What is expected:
Repeat the material below exactly, line for line.

Available data:
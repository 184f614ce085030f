/*
 * SPDX-FileCopyrightText: 2026 RedHunt07 - FEDI3 Project
 * SPDX-License-Identifier: AGPL-3.0-only
 */

use std::sync::Arc;

pub fn now_ms() -> i64 {
    std::time::SystemTime::now()
        .duration_since(std::time::UNIX_EPOCH)
        .unwrap_or_default()
        .as_millis() as i64
}

/// Time source for the lease and inactivity windows.
pub trait Clock: Send + Sync {
    fn now_ms(&self) -> i64;
}

pub struct SystemClock;

impl Clock for SystemClock {
    fn now_ms(&self) -> i64 {
        now_ms()
    }
}

pub type SharedClock = Arc<dyn Clock>;

#[cfg(test)]
pub struct ManualClock {
    now: std::sync::atomic::AtomicI64,
}

#[cfg(test)]
impl ManualClock {
    pub fn new(start_ms: i64) -> Arc<Self> {
        Arc::new(Self {
            now: std::sync::atomic::AtomicI64::new(start_ms),
        })
    }

    pub fn advance_ms(&self, ms: i64) {
        self.now.fetch_add(ms, std::sync::atomic::Ordering::SeqCst);
    }
}

#[cfg(test)]
impl Clock for ManualClock {
    fn now_ms(&self) -> i64 {
        self.now.load(std::sync::atomic::Ordering::SeqCst)
    }
}
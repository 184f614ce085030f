/*
 * SPDX-FileCopyrightText: 2026 RedHunt07 - FEDI3 Project
 * SPDX-License-Identifier: AGPL-3.0-only
 */

use rendezvous_protocol::MessageKind;
use std::collections::BTreeSet;

#[derive(Debug, Clone, PartialEq, Eq)]
pub struct ClaimOutcome {
    pub granted: bool,
    pub host_id: Option<String>,
}

/// Time-leased host role of a session.
///
/// The lease is renewed by any traffic from the host, so an active host never
/// needs explicit heartbeats. A lease older than the stale window can be
/// taken over by the next claimant.
#[derive(Debug, Clone)]
pub struct HostElection {
    host_id: Option<String>,
    host_updated_at: Option<i64>,
    approved: BTreeSet<String>,
    stale_window_ms: i64,
}

impl HostElection {
    pub fn new(stale_window_ms: i64) -> Self {
        Self {
            host_id: None,
            host_updated_at: None,
            approved: BTreeSet::new(),
            stale_window_ms: stale_window_ms.max(0),
        }
    }

    pub fn restore(
        stale_window_ms: i64,
        host_id: Option<String>,
        host_updated_at: Option<i64>,
        approved: impl IntoIterator<Item = String>,
    ) -> Self {
        let mut election = Self::new(stale_window_ms);
        election.host_id = host_id.filter(|h| !h.is_empty());
        election.host_updated_at = host_updated_at;
        election.approved = approved.into_iter().collect();
        election
    }

    pub fn host_id(&self) -> Option<&str> {
        self.host_id.as_deref()
    }

    pub fn host_updated_at(&self) -> Option<i64> {
        self.host_updated_at
    }

    pub fn approved_clients(&self) -> impl Iterator<Item = &String> {
        self.approved.iter()
    }

    pub fn is_host(&self, client_id: &str) -> bool {
        self.host_id.as_deref() == Some(client_id)
    }

    fn is_stale(&self, now: i64) -> bool {
        match self.host_updated_at {
            Some(at) => now.saturating_sub(at) > self.stale_window_ms,
            None => true,
        }
    }

    pub fn claim(&mut self, candidate: &str, now: i64) -> ClaimOutcome {
        let granted = self.host_id.is_none() || self.is_host(candidate) || self.is_stale(now);
        if granted {
            self.host_id = Some(candidate.to_string());
            self.host_updated_at = Some(now);
        }
        ClaimOutcome {
            granted,
            host_id: self.host_id.clone(),
        }
    }

    /// Renews the lease when `from` is the current host.
    pub fn refresh_from(&mut self, from: &str, at: i64) -> bool {
        if !self.is_host(from) {
            return false;
        }
        self.host_updated_at = Some(at);
        true
    }

    pub fn is_approved(&self, client_id: &str) -> bool {
        self.is_host(client_id) || self.approved.contains(client_id)
    }

    /// Applies a `join-accept` / `join-deny` decision. Only the current host
    /// may decide; anything else is ignored. Returns whether the approved set
    /// changed.
    pub fn apply_join_decision(&mut self, from: &str, kind: &MessageKind, target: &str) -> bool {
        if !self.is_host(from) || target.is_empty() {
            return false;
        }
        match kind {
            MessageKind::JoinAccept => self.approved.insert(target.to_string()),
            MessageKind::JoinDeny => self.approved.remove(target),
            _ => false,
        }
    }

    pub fn clear_host(&mut self) {
        self.host_id = None;
        self.host_updated_at = None;
    }
}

Completed task:
repository 184f614ce085030f
/*
 * SPDX-FileCopyrightText: 2026 RedHunt07 - FEDI3 Project
 * SPDX-License-Identifier: AGPL-3.0-only
 */

use std::sync::Arc;

pub fn now_ms() -> i64 {
    std::time::SystemTime::now()
        .duration_since(std::time::UNIX_EPOCH)
        .unwrap_or_default()
        .as_millis() as i64
}

/// Time source for the lease and inactivity windows.
pub trait Clock: Send + Sync {
    fn now_ms(&self) -> i64;
}

pub struct SystemClock;

impl Clock for SystemClock {
    fn now_ms(&self) -> i64 {
        now_ms()
    }
}

pub type SharedClock = Arc<dyn Clock>;

#[cfg(test)]
pub struct ManualClock {
    now: std::sync::atomic::AtomicI64,
}

#[cfg(test)]
impl ManualClock {
    pub fn new(start_ms: i64) -> Arc<Self> {
        Arc::new(Self {
            now: std::sync::atomic::AtomicI64::new(start_ms),
        })
    }

    pub fn advance_ms(&self, ms: i64) {
        self.now.fetch_add(ms, std::sync::atomic::Ordering::SeqCst);
    }
}

#[cfg(test)]
impl Clock for ManualClock {
    fn now_ms(&self) -> i64 {
        self.now.load(std::sync::atomic::Ordering::SeqCst)
    }
}
repository 184f614ce085030f
/*
 * SPDX-FileCopyrightText: 2026 RedHunt07 - FEDI3 Project
 * SPDX-License-Identifier: AGPL-3.0-only
 */

use rendezvous_protocol::MessageKind;
use std::collections::BTreeSet;

#[derive(Debug, Clone, PartialEq, Eq)]
pub struct ClaimOutcome {
    pub granted: bool,
    pub host_id: Option<String>,
}

/// Time-leased host role of a session.
///
/// The lease is renewed by any traffic from the host, so an active host never
/// needs explicit heartbeats. A lease older than the stale window can be
/// taken over by the next claimant.
#[derive(Debug, Clone)]
pub struct HostElection {
    host_id: Option<String>,
    host_updated_at: Option<i64>,
    approved: BTreeSet<String>,
    stale_window_ms: i64,
}

impl HostElection {
    pub fn new(stale_window_ms: i64) -> Self {
        Self {
            host_id: None,
            host_updated_at: None,
            approved: BTreeSet::new(),
            stale_window_ms: stale_window_ms.max(0),
        }
    }

    pub fn restore(
        stale_window_ms: i64,
        host_id: Option<String>,
        host_updated_at: Option<i64>,
        approved: impl IntoIterator<Item = String>,
    ) -> Self {
        let mut election = Self::new(stale_window_ms);
        election.host_id = host_id.filter(|h| !h.is_empty());
        election.host_updated_at = host_updated_at;
        election.approved = approved.into_iter().collect();
        election
    }

    pub fn host_id(&self) -> Option<&str> {
        self.host_id.as_deref()
    }

    pub fn host_updated_at(&self) -> Option<i64> {
        self.host_updated_at
    }

    pub fn approved_clients(&self) -> impl Iterator<Item = &String> {
        self.approved.iter()
    }

    pub fn is_host(&self, client_id: &str) -> bool {
        self.host_id.as_deref() == Some(client_id)
    }

    fn is_stale(&self, now: i64) -> bool {
        match self.host_updated_at {
            Some(at) => now.saturating_sub(at) > self.stale_window_ms,
            None => true,
        }
    }

    pub fn claim(&mut self, candidate: &str, now: i64) -> ClaimOutcome {
        let granted = self.host_id.is_none() || self.is_host(candidate) || self.is_stale(now);
        if granted {
            self.host_id = Some(candidate.to_string());
            self.host_updated_at = Some(now);
        }
        ClaimOutcome {
            granted,
            host_id: self.host_id.clone(),
        }
    }

    /// Renews the lease when `from` is the current host.
    pub fn refresh_from(&mut self, from: &str, at: i64) -> bool {
        if !self.is_host(from) {
            return false;
        }
        self.host_updated_at = Some(at);
        true
    }

    pub fn is_approved(&self, client_id: &str) -> bool {
        self.is_host(client_id) || self.approved.contains(client_id)
    }

    /// Applies a `join-accept` / `join-deny` decision. Only the current host
    /// may decide; anything else is ignored. Returns whether the approved set
    /// changed.
    pub fn apply_join_decision(&mut self, from: &str, kind: &MessageKind, target: &str) -> bool {
        if !self.is_host(from) || target.is_empty() {
            return false;
        }
        match kind {
            MessageKind::JoinAccept => self.approved.insert(target.to_string()),
            MessageKind::JoinDeny => self.approved.remove(target),
            _ => false,
        }
    }

    pub fn clear_host(&mut self) {
        self.host_id = None;
        self.host_updated_at = None;
    }
}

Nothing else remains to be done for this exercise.